Dataset entries:
= = = = =
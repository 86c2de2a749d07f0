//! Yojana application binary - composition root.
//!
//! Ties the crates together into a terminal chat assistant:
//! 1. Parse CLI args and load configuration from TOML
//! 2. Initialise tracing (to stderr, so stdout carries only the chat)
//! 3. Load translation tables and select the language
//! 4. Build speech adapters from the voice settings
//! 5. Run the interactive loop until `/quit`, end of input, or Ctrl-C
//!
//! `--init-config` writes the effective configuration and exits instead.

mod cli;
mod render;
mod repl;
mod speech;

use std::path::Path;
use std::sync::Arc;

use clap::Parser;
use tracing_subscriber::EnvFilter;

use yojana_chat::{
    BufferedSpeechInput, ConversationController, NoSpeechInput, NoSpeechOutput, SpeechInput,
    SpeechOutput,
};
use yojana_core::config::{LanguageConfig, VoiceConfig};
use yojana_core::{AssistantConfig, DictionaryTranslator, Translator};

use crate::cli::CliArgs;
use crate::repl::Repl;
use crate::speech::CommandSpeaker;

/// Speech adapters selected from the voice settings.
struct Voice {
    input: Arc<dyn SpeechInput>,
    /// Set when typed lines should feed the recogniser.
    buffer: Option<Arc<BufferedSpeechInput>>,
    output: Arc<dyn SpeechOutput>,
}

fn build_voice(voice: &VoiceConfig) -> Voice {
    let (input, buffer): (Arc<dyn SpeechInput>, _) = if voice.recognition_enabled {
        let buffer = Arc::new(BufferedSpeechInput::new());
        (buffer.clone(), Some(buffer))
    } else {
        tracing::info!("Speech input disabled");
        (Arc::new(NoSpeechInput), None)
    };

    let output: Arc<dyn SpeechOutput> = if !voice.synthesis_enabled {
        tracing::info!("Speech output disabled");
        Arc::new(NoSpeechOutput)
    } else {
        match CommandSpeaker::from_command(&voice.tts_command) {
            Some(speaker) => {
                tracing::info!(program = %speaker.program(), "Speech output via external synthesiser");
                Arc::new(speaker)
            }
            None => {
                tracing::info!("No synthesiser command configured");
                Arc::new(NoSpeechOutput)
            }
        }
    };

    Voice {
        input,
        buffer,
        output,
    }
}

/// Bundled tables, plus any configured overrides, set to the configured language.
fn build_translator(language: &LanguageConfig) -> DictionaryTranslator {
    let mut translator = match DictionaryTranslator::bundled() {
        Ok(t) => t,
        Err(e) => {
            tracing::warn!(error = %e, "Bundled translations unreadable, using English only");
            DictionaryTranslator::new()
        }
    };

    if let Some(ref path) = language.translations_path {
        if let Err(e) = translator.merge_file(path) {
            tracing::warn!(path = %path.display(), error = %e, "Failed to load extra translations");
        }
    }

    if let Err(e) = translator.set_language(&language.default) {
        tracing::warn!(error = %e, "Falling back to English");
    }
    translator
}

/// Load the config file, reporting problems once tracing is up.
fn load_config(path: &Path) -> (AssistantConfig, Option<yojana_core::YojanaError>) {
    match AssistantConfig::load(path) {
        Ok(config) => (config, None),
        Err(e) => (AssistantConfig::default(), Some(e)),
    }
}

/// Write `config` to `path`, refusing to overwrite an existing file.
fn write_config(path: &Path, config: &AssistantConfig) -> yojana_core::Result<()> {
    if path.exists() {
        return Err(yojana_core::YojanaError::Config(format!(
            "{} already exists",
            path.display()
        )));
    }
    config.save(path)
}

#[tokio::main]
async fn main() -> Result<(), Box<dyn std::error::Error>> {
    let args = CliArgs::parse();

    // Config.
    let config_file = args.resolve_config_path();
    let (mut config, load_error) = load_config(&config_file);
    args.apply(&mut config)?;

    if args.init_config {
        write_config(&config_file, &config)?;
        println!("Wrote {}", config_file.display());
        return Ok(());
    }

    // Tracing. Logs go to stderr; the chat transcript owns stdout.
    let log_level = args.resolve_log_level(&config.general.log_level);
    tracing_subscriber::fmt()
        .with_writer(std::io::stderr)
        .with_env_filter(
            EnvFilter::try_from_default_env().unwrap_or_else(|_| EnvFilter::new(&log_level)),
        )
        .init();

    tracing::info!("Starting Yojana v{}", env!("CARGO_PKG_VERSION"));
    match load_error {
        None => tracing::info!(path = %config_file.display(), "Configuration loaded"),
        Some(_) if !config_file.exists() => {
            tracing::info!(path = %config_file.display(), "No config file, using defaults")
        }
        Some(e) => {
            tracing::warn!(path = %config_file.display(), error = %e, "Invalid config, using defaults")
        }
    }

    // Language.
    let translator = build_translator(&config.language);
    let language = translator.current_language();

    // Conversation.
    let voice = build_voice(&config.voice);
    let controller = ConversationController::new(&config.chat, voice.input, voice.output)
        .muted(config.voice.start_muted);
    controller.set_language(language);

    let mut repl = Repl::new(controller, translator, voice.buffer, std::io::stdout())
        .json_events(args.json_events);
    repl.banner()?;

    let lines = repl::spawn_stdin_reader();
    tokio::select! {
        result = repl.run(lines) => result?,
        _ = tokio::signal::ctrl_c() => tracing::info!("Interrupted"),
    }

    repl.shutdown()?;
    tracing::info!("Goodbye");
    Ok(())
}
= = = = =
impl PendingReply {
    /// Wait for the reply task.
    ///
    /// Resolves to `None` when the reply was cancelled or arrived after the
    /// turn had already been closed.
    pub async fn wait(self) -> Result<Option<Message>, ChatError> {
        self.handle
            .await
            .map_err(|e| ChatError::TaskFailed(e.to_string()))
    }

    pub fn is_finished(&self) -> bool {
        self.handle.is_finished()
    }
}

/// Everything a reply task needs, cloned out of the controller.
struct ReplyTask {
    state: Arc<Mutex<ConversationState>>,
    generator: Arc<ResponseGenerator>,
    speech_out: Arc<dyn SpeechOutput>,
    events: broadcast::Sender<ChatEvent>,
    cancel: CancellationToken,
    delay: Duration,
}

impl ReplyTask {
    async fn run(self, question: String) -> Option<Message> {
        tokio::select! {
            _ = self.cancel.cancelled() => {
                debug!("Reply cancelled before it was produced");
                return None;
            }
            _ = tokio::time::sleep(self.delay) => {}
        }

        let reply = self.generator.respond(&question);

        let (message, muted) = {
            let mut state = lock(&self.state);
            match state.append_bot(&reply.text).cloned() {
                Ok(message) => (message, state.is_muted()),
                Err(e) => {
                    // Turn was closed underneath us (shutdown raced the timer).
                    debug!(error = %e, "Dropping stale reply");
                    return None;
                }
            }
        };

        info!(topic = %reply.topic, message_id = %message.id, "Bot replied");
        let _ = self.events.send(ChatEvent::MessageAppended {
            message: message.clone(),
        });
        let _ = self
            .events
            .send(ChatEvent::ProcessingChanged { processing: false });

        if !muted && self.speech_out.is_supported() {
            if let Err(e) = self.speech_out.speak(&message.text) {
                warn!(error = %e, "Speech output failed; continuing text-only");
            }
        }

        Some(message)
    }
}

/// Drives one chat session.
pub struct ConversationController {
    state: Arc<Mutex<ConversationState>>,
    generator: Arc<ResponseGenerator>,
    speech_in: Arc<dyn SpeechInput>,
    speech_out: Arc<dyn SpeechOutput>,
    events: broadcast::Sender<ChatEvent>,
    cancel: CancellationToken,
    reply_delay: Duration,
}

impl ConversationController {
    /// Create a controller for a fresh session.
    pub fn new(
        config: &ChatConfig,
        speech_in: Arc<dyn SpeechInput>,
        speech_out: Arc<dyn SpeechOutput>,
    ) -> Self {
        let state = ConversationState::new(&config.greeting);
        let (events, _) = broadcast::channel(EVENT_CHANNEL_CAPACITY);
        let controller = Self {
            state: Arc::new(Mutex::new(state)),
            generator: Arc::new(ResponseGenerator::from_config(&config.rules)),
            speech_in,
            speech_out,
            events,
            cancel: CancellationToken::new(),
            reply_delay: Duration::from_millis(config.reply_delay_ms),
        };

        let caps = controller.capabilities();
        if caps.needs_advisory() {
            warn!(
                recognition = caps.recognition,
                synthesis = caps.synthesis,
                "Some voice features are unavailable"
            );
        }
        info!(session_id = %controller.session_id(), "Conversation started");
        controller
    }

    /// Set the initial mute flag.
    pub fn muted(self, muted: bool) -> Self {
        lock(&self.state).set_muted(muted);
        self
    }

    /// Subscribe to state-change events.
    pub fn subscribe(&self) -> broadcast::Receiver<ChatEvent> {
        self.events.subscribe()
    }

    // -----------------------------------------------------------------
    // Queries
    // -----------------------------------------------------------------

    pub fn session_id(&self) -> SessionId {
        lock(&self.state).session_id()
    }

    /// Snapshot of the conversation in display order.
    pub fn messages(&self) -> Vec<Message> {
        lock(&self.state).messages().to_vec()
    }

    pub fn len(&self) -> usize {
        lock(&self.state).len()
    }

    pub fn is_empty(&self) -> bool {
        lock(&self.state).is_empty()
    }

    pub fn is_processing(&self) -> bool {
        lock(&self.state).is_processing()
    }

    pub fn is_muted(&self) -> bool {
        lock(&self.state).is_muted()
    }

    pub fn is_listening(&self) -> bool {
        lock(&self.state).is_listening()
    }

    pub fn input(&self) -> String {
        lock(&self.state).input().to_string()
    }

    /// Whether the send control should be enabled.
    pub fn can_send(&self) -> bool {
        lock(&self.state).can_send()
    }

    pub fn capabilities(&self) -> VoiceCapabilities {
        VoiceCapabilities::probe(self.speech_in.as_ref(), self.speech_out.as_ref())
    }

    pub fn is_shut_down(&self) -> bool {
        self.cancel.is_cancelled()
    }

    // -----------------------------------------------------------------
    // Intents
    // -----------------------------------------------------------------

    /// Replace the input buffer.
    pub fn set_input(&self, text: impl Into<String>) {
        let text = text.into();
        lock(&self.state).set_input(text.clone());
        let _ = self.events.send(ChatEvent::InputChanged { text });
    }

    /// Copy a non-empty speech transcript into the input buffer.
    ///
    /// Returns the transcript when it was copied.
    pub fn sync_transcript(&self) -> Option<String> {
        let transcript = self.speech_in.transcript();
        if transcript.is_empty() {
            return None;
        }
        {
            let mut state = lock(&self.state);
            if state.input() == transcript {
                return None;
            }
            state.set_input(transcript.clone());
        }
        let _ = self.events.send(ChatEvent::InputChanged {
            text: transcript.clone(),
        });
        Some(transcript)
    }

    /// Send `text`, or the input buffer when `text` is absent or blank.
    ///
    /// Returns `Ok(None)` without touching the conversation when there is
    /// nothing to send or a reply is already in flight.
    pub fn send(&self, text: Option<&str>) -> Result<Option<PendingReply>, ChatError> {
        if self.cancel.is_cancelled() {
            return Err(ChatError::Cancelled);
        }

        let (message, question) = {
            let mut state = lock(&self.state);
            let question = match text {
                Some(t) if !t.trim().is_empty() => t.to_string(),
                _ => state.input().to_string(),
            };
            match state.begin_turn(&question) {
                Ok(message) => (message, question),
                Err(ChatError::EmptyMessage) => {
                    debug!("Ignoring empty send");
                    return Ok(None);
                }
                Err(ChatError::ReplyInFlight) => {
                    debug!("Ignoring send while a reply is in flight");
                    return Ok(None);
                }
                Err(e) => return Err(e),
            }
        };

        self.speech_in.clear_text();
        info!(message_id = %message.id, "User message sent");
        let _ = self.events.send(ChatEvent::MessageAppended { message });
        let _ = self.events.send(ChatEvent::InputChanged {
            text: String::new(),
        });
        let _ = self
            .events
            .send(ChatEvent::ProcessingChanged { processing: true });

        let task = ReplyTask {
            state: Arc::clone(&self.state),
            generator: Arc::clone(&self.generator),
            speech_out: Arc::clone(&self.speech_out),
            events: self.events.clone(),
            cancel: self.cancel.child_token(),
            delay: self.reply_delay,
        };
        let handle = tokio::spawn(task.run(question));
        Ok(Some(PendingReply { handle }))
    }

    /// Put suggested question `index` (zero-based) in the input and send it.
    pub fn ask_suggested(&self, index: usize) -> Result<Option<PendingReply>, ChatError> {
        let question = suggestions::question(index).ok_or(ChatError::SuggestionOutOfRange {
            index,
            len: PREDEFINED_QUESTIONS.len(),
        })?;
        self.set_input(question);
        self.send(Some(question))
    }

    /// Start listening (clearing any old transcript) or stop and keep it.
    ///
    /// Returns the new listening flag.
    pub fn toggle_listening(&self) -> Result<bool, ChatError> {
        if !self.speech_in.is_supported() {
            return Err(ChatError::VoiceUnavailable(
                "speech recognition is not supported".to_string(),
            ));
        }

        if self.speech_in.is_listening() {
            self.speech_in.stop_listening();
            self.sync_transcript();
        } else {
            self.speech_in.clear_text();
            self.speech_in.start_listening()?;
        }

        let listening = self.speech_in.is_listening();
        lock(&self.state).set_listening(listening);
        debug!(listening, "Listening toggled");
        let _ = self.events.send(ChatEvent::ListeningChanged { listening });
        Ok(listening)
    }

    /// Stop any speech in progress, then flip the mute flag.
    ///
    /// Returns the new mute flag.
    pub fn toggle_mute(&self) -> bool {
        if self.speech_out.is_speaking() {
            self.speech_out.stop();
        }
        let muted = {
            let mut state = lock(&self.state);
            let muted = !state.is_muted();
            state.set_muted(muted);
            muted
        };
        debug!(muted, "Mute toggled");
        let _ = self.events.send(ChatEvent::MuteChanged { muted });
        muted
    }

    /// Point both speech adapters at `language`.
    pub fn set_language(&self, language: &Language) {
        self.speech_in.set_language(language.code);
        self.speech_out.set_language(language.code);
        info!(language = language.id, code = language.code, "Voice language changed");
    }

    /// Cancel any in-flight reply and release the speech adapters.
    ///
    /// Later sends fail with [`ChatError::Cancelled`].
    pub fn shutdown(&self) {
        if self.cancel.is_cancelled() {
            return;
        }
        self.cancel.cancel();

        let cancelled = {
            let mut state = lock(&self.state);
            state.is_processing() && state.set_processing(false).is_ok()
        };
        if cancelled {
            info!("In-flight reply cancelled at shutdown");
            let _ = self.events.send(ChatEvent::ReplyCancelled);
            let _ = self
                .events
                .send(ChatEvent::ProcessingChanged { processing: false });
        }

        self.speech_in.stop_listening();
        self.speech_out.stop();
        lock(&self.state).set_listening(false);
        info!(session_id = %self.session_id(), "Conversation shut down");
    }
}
= = = = =
→ **Task prompt**
Only the lines above starting at the one containing "#[tokio::main]" and ending at the one containing "Some(_) if !config_file.exists()", both included, are to be returned, exactly as they read.

→ **Task solution**
#[tokio::main]
async fn main() -> Result<(), Box<dyn std::error::Error>> {
    let args = CliArgs::parse();

    // Config.
    let config_file = args.resolve_config_path();
    let (mut config, load_error) = load_config(&config_file);
    args.apply(&mut config)?;

    if args.init_config {
        write_config(&config_file, &config)?;
        println!("Wrote {}", config_file.display());
        return Ok(());
    }

    // Tracing. Logs go to stderr; the chat transcript owns stdout.
    let log_level = args.resolve_log_level(&config.general.log_level);
    tracing_subscriber::fmt()
        .with_writer(std::io::stderr)
        .with_env_filter(
            EnvFilter::try_from_default_env().unwrap_or_else(|_| EnvFilter::new(&log_level)),
        )
        .init();

    tracing::info!("Starting Yojana v{}", env!("CARGO_PKG_VERSION"));
    match load_error {
        None => tracing::info!(path = %config_file.display(), "Configuration loaded"),
        Some(_) if !config_file.exists() => {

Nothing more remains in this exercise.